An ion channel made from DNA

by Kerstin Göpfrich

 

We created the smallest membrane-inserting DNA nanostructure to date, approaching the dimensions of natural ion channels.

Ion channels are present in every living cell. They are sophisticated gatekeepers bridging the cell membrane, the envelope surrounding a cell. If a channel is open, ions can be transported in and out of the cell, the basic process of nerve conduction and other metabolic activities. By creating synthetic ion channels, researchers hope to gain a deeper understanding of their natural counterparts, since malfunctioning channels

are a common cause of disease. Synthetic channels could further be used to deliver drugs inside a cell or to replace a defect.

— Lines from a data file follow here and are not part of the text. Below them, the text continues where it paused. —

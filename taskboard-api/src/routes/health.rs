/// Health check endpoint
///
/// Provides a simple health check endpoint that verifies:
/// - The server is running
/// - Database connectivity and the applied schema version
///
/// # Endpoint
///
/// ```text
/// GET /health
/// ```
///
/// # Response
///
/// ```json
/// {
///   "status": "healthy",
///   "version": "0.1.0",
///   "database": "connected",
///   "schema_version": 20250101000000
/// }
/// ```

use crate::{app::AppState, error::ApiResult};
use axum::{extract::State, Json};
use serde::{Deserialize, Serialize};
use taskboard_shared::db::migrations::get_migration_status;

/// Health check response
#[derive(Debug, Serialize, Deserialize)]
pub struct HealthResponse {
    /// Service status (`healthy` or `degraded`)
    pub status: String,

    /// Application version
    pub version: String,

    /// Database status
    pub database: String,

    /// Latest applied migration, if any
    #[serde(skip_serializing_if = "Option::is_none")]
    pub schema_version: Option<i64>,
}

/// Health check handler
///
/// Always answers 200; a database failure is reported as `degraded`.
pub async fn health_check(State(state): State<AppState>) -> ApiResult<Json<HealthResponse>> {
    let response = match get_migration_status(&state.db).await {
        Ok(status) => HealthResponse {
            status: "healthy".to_string(),
            version: env!("CARGO_PKG_VERSION").to_string(),
            database: "connected".to_string(),
            schema_version: status.latest_version,
        },
        Err(e) => {
            tracing::warn!(error = %e, "Health check could not reach the database");
            HealthResponse {
                status: "degraded".to_string(),
                version: env!("CARGO_PKG_VERSION").to_string(),
                database: "disconnected".to_string(),
                schema_version: None,
            }
        }
    };

    Ok(Json(response))
}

First approaches to create synthetic channels date back to the 1970s, but their chemical synthesis is difficult and making diverse channel architectures remains challenging. With the recent advances in DNA nanotechnology, our membrane-inserting DNA nanostructure presented in the journal Nanoletters in March 2015 overcomes these drawbacks.

We designed a simple DNA nanostructure from eight short DNA sequences, two of which carry modifications for membrane anchoring. These sequences can be ordered online and synthesized for just a few pounds. Upon mixing them, the structure self-assembles into a bundle of four interconnected DNA double-helices with a sub-nanometer channel in the middle. These dimensions match typical ion channels. A major advantage of this DNA nanostructure is that its creation is scalable and requires virtually no equipment: Assembly and membrane attachment happen at room temperature within a minute.

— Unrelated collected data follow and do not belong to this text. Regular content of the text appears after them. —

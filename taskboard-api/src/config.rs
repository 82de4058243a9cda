/// Configuration management for the API server
///
/// This module loads configuration from environment variables (and a `.env`
/// file when present) into a type-safe configuration struct.
///
/// # Environment Variables
///
/// - `API_HOST` / `API_PORT`: Bind address (default: 0.0.0.0:5555)
/// - `CORS_ORIGINS`: Comma-separated allowed origins, `*` for any (default: http://localhost:3000)
/// - `APP_ENV`: `production` enables HSTS and `Secure` cookies (default: development)
/// - `DATABASE_URL`: SQLite connection string (default: sqlite://taskboard.db)
/// - `DATABASE_MAX_CONNECTIONS`: Pool size (default: 5)
/// - `SECRET_KEY`: Session cookie signing key, at least 32 characters (required)
/// - `SESSION_LIFETIME_HOURS`: Session lifetime (default: 168)
/// - `REDIS_URL`: Store sessions in Redis instead of process memory (optional)
/// - `ITEMS_PER_PAGE` / `MAX_ITEMS_PER_PAGE`: List page sizes (default: 10 / 100)
/// - `OPENAI_API_KEY`: Enables AI description generation (optional)
/// - `OPENAI_BASE_URL` / `OPENAI_MODEL` / `OPENAI_MAX_TOKENS`: Provider settings
///
/// # Example
///
/// ```no_run
/// use taskboard_api::config::Config;
///
/// # fn example() -> anyhow::Result<()> {
/// let config = Config::from_env()?;
/// println!("Server will listen on {}", config.bind_address());
/// # Ok(())
/// # }
/// ```

use serde::{Deserialize, Serialize};
use std::env;
use std::str::FromStr;
use std::time::Duration;
use taskboard_shared::ai::openai::{DEFAULT_BASE_URL, DEFAULT_MAX_TOKENS, DEFAULT_MODEL};

/// Minimum length of `SECRET_KEY`
pub const MIN_SECRET_KEY_LENGTH: usize = 32;

/// Complete application configuration
#[derive(Debug, Clone, Serialize, Deserialize)]
pub struct Config {
    /// API server configuration
    pub api: ApiConfig,

    /// Database configuration
    pub database: DatabaseConfig,

    /// Session configuration
    pub session: SessionConfig,

    /// List pagination configuration
    pub pagination: PaginationConfig,

    /// AI provider configuration (None disables the AI endpoint)
    pub ai: Option<AiConfig>,
}

/// API server configuration
#[derive(Debug, Clone, Serialize, Deserialize)]
pub struct ApiConfig {
    /// Host to bind to
    pub host: String,

    /// Port to bind to
    pub port: u16,

    /// Allowed CORS origins (`*` allows any)
    pub cors_origins: Vec<String>,

    /// Production mode (HSTS, `Secure` cookies)
    pub production: bool,
}

/// Database configuration
#[derive(Debug, Clone, Serialize, Deserialize)]
pub struct DatabaseConfig {
    /// SQLite connection URL
    pub url: String,

    /// Maximum number of connections in pool
    pub max_connections: u32,
}

/// Session configuration
#[derive(Debug, Clone, Serialize, Deserialize)]
pub struct SessionConfig {
    /// Key for signing session cookies
    ///
    /// IMPORTANT: This must be kept secret and should be at least 32 bytes.
    /// Generate with: `openssl rand -hex 32`
    #[serde(skip_serializing)]
    pub secret_key: String,

    /// Session lifetime in hours
    pub lifetime_hours: u64,

    /// Redis URL for the shared session store
    pub redis_url: Option<String>,
}

/// List pagination configuration
#[derive(Debug, Clone, Copy, Serialize, Deserialize)]
pub struct PaginationConfig {
    /// Page size when `per_page` is absent or invalid
    pub default_per_page: i64,

    /// Upper bound for `per_page`
    pub max_per_page: i64,
}

impl Default for PaginationConfig {
    fn default() -> Self {
        Self {
            default_per_page: 10,
            max_per_page: 100,
        }
    }
}

/// AI provider configuration
#[derive(Debug, Clone, Serialize, Deserialize)]
pub struct AiConfig {
    /// Provider API key
    #[serde(skip_serializing)]
    pub api_key: String,

    /// OpenAI-compatible base URL
    pub base_url: String,

    /// Model name
    pub model: String,

    /// Cap on generated tokens
    pub max_tokens: u32,
}

impl Config {
    /// Loads configuration from environment variables
    ///
    /// # Errors
    ///
    /// Returns an error if:
    /// - `SECRET_KEY` is missing or shorter than 32 characters
    /// - A numeric variable has an invalid value
    pub fn from_env() -> anyhow::Result<Self> {
        // Load .env file if present (for development)
        dotenvy::dotenv().ok();

        Self::from_lookup(|key| env::var(key).ok())
    }

    /// Builds configuration from an arbitrary variable source
    pub fn from_lookup<F>(lookup: F) -> anyhow::Result<Self>
    where
        F: Fn(&str) -> Option<String>,
    {
        let var = |key: &str| lookup(key).filter(|value| !value.trim().is_empty());

        let api_host = var("API_HOST").unwrap_or_else(|| "0.0.0.0".to_string());
        let api_port = parse_or(&var, "API_PORT", 5555u16)?;

        let cors_origins: Vec<String> = var("CORS_ORIGINS")
            .unwrap_or_else(|| "http://localhost:3000".to_string())
            .split(',')
            .map(|origin| origin.trim().to_string())
            .filter(|origin| !origin.is_empty())
            .collect();

        let production = var("APP_ENV")
            .map(|value| value.eq_ignore_ascii_case("production"))
            .unwrap_or(false);

        let database_url = var("DATABASE_URL").unwrap_or_else(|| "sqlite://taskboard.db".to_string());
        let max_connections = parse_or(&var, "DATABASE_MAX_CONNECTIONS", 5u32)?;

        let secret_key = var("SECRET_KEY")
            .ok_or_else(|| anyhow::anyhow!("SECRET_KEY environment variable is required"))?;

        if secret_key.len() < MIN_SECRET_KEY_LENGTH {
            anyhow::bail!("SECRET_KEY must be at least 32 characters long");
        }

        let lifetime_hours = parse_or(&var, "SESSION_LIFETIME_HOURS", 168u64)?;
        if lifetime_hours == 0 {
            anyhow::bail!("SESSION_LIFETIME_HOURS must be positive");
        }

        let default_per_page = parse_or(&var, "ITEMS_PER_PAGE", 10i64)?;
        let max_per_page = parse_or(&var, "MAX_ITEMS_PER_PAGE", 100i64)?;
        if default_per_page < 1 || max_per_page < default_per_page {
            anyhow::bail!("ITEMS_PER_PAGE must be between 1 and MAX_ITEMS_PER_PAGE");
        }

        let ai = match var("OPENAI_API_KEY") {
            Some(api_key) => Some(AiConfig {
                api_key,
                base_url: var("OPENAI_BASE_URL").unwrap_or_else(|| DEFAULT_BASE_URL.to_string()),
                model: var("OPENAI_MODEL").unwrap_or_else(|| DEFAULT_MODEL.to_string()),
                max_tokens: parse_or(&var, "OPENAI_MAX_TOKENS", DEFAULT_MAX_TOKENS)?,
            }),
            None => None,
        };

        Ok(Self {
            api: ApiConfig {
                host: api_host,
                port: api_port,
                cors_origins,
                production,
            },
            database: DatabaseConfig {
                url: database_url,
                max_connections,
            },
            session: SessionConfig {
                secret_key,
                lifetime_hours,
                redis_url: var("REDIS_URL"),
            },
            pagination: PaginationConfig {
                default_per_page,
                max_per_page,
            },
            ai,
        })
    }

    /// Returns the server bind address
    pub fn bind_address(&self) -> String {
        format!("{}:{}", self.api.host, self.api.port)
    }

    /// Session lifetime as a duration
    pub fn session_lifetime(&self) -> Duration {
        Duration::from_secs(self.session.lifetime_hours * 3600)
    }
}

fn parse_or<T, F>(var: &F, key: &str, default: T) -> anyhow::Result<T>
where
    T: FromStr,
    T::Err: std::fmt::Display,
    F: Fn(&str) -> Option<String>,
{
    match var(key) {
        Some(raw) => raw
            .trim()
            .parse::<T>()
            .map_err(|e| anyhow::anyhow!("Invalid value for {}: {}", key, e)),
        None => Ok(default),
    }
}

#[cfg(test)]
mod tests {
    use super::*;
    use std::collections::HashMap;

    const SECRET: &str = "test-secret-key-at-least-32-bytes-long";

    fn config_from(vars: &[(&str, &str)]) -> anyhow::Result<Config> {
        let map: HashMap<String, String> = vars
            .iter()
            .map(|(k, v)| (k.to_string(), v.to_string()))
            .collect();
        Config::from_lookup(|key| map.get(key).cloned())
    }

    #[test]
    fn test_defaults() {
        let config = config_from(&[("SECRET_KEY", SECRET)]).unwrap();

        assert_eq!(config.bind_address(), "0.0.0.0:5555");
        assert_eq!(config.api.cors_origins, vec!["http://localhost:3000"]);
        assert!(!config.api.production);
        assert_eq!(config.database.url, "sqlite://taskboard.db");
        assert_eq!(config.database.max_connections, 5);
        assert_eq!(config.session.lifetime_hours, 168);
        assert_eq!(config.session_lifetime(), Duration::from_secs(7 * 24 * 3600));
        assert!(config.session.redis_url.is_none());
        assert_eq!(config.pagination.default_per_page, 10);
        assert_eq!(config.pagination.max_per_page, 100);
        assert!(config.ai.is_none());
    }

    #[test]
    fn test_secret_key_required() {
        assert!(config_from(&[]).is_err());
        assert!(config_from(&[("SECRET_KEY", "too-short")]).is_err());
    }

    #[test]
    fn test_overrides() {
        let config = config_from(&[
            ("SECRET_KEY", SECRET),
            ("API_HOST", "127.0.0.1"),
            ("API_PORT", "8080"),
            ("CORS_ORIGINS", "http://a.test, http://b.test"),
            ("APP_ENV", "production"),
            ("REDIS_URL", "redis://localhost:6379"),
            ("ITEMS_PER_PAGE", "20"),
            ("OPENAI_API_KEY", "sk-test"),
            ("OPENAI_MODEL", "gpt-4o-mini"),
        ])
        .unwrap();

        assert_eq!(config.bind_address(), "127.0.0.1:8080");
        assert_eq!(config.api.cors_origins, vec!["http://a.test", "http://b.test"]);
        assert!(config.api.production);
        assert_eq!(config.session.redis_url.as_deref(), Some("redis://localhost:6379"));
        assert_eq!(config.pagination.default_per_page, 20);

        let ai = config.ai.unwrap();
        assert_eq!(ai.model, "gpt-4o-mini");
        assert_eq!(ai.base_url, "https://api.openai.com/v1");
        assert_eq!(ai.max_tokens, 200);
    }

    #[test]
    fn test_invalid_numbers_are_errors() {
        assert!(config_from(&[("SECRET_KEY", SECRET), ("API_PORT", "http")]).is_err());
        assert!(config_from(&[("SECRET_KEY", SECRET), ("ITEMS_PER_PAGE", "0")]).is_err());
        assert!(config_from(&[("SECRET_KEY", SECRET), ("SESSION_LIFETIME_HOURS", "0")]).is_err());
    }

    #[test]
    fn test_empty_values_use_defaults() {
        let config = config_from(&[("SECRET_KEY", SECRET), ("OPENAI_API_KEY", ""), ("REDIS_URL", " ")]).unwrap();
        assert!(config.ai.is_none());
        assert!(config.session.redis_url.is_none());
    }

    #[test]
    fn test_secret_not_serialized() {
        let config = config_from(&[("SECRET_KEY", SECRET)]).unwrap();
        let json = serde_json::to_string(&config).unwrap();
        assert!(!json.contains(SECRET));
    }
}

Albeit its simple design, the novel DNA nanostructure shows the main characteristics of its natural counterparts. We can even observe it open and close when embedded in the membrane in response to the applied voltage. This behaviour is reminiscent of gating which natural ion channels exhibit.

Since the diameter of our nanostructure is much smaller than that of previous DNA nanopores, it offers exciting new opportunities for ion selectivity, an important feature of natural channels. Instead of transporting every type of ion, nature has developed mechanisms by which its channels can distinguish two different types of ions, even if they are almost the same size.  Using DNA nanotechnology and our sub-nanometer channel, we are a step closer to engineer the first highly ion-selective synthetic channel. And this, I am convinced, would be an exciting new tool in biomedicine!